#### Problem details:
Your reply should hold only the lines from the records below where "engine" occurs.

#### Data provided:
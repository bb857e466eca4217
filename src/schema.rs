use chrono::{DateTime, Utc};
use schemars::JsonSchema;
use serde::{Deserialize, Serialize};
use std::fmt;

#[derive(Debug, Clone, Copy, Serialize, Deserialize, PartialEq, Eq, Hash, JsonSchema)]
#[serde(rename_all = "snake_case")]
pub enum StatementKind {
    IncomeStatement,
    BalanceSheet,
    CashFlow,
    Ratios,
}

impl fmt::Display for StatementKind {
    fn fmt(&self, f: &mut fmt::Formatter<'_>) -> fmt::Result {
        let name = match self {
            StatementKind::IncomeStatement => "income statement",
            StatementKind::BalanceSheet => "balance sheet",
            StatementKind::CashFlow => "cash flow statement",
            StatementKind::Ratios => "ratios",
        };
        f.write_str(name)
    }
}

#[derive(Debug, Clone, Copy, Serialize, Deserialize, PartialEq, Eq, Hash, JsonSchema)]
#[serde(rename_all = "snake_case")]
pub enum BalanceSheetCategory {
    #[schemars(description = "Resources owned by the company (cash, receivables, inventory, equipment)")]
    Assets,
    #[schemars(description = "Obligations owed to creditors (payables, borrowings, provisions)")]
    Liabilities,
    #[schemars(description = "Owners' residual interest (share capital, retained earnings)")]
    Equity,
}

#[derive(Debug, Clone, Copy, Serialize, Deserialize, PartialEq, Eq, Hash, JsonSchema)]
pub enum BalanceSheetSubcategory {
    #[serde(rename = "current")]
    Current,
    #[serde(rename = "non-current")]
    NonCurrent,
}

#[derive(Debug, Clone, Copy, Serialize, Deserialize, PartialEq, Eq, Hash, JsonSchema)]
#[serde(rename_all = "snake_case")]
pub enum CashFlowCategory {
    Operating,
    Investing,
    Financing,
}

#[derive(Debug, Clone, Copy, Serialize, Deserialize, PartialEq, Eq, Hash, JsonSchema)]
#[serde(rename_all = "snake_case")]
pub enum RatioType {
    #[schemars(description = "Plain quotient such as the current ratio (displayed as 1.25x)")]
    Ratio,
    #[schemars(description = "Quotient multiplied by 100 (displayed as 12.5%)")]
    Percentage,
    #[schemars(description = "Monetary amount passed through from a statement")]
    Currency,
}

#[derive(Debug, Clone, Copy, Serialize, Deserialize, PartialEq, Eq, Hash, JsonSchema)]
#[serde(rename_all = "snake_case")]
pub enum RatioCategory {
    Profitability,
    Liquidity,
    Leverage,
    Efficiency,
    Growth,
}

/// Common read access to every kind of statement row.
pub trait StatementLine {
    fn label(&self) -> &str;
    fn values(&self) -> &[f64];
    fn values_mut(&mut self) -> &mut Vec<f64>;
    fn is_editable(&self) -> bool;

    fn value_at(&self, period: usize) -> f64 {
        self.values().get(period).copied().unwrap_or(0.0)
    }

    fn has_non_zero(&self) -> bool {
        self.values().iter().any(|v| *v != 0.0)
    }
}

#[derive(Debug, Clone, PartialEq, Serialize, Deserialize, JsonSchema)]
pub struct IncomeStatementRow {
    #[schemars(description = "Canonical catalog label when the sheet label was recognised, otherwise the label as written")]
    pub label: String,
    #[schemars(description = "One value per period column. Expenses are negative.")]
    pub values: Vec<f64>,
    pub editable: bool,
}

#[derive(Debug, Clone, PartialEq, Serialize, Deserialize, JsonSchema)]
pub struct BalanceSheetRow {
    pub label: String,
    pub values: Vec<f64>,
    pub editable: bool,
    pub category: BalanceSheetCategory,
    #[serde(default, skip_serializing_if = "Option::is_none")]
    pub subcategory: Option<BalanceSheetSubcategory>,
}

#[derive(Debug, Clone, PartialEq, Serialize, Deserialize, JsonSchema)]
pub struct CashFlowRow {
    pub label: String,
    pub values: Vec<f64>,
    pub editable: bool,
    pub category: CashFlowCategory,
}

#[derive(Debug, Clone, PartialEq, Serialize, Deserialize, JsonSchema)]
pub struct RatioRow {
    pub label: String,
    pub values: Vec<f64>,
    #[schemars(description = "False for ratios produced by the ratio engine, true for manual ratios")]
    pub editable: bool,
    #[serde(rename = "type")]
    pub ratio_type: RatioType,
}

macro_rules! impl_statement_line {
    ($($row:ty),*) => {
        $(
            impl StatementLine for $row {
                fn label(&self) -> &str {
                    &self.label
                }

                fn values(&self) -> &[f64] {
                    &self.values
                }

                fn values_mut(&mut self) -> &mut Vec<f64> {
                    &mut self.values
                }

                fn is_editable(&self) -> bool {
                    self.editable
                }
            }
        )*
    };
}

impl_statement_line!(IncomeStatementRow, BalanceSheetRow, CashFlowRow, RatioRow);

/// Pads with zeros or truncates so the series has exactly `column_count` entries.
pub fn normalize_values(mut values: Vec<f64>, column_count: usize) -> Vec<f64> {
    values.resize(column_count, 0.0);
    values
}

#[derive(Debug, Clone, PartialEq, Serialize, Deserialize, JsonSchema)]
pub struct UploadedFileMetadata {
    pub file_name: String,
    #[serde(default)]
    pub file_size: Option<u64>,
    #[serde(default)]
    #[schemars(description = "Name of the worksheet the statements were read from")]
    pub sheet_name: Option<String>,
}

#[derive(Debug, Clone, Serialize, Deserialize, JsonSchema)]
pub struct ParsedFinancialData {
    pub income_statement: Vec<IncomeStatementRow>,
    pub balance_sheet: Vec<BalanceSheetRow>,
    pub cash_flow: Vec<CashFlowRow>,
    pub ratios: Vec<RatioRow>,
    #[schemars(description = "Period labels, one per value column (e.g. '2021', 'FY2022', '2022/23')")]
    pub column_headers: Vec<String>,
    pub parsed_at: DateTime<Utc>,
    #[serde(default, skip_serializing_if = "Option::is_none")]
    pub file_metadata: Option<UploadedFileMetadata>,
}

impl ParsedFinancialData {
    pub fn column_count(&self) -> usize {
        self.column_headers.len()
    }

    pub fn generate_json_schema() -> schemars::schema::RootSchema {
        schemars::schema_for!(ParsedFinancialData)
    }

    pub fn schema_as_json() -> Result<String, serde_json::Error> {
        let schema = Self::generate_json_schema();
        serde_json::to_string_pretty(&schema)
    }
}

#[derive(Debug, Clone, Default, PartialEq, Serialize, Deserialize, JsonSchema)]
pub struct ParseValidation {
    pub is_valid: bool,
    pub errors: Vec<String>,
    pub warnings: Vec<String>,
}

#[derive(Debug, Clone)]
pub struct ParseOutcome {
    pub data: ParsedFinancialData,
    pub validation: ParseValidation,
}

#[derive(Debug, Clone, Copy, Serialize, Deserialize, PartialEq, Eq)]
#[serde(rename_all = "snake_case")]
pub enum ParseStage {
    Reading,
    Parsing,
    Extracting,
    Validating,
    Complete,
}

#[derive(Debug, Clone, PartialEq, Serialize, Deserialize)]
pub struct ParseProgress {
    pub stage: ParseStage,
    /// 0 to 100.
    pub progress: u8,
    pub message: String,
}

==

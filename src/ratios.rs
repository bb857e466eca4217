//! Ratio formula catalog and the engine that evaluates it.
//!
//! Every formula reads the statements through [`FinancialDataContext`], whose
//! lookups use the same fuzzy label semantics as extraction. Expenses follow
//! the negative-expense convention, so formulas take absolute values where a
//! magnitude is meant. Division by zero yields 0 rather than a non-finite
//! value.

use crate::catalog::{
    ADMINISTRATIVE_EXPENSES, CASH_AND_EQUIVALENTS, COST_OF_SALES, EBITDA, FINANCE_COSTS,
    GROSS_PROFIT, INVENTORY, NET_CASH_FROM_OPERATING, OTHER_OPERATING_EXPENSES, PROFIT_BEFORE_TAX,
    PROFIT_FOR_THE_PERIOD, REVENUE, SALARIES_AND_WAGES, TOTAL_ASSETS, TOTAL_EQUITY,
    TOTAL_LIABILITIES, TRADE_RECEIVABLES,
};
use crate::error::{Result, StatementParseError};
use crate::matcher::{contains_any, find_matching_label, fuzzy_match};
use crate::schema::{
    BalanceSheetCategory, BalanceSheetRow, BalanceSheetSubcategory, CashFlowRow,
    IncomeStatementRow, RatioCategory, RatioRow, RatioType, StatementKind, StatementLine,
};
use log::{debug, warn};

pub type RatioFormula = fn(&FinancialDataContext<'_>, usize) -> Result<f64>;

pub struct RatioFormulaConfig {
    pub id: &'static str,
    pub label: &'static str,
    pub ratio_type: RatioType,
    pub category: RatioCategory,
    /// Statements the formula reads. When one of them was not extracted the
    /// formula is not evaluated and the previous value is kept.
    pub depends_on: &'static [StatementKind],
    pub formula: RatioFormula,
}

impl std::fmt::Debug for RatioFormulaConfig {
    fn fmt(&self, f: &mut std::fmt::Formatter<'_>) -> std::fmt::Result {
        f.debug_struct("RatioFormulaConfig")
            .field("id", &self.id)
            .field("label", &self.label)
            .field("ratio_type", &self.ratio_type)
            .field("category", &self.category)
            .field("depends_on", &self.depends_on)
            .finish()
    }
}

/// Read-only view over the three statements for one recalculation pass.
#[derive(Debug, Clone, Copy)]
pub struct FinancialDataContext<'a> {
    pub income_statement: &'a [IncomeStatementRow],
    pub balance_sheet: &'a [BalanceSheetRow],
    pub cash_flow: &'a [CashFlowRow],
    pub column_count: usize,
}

#### Finished exercise:
    #[schemars(description = "False for ratios produced by the ratio engine, true for manual ratios")]
//! Ratio formula catalog and the engine that evaluates it.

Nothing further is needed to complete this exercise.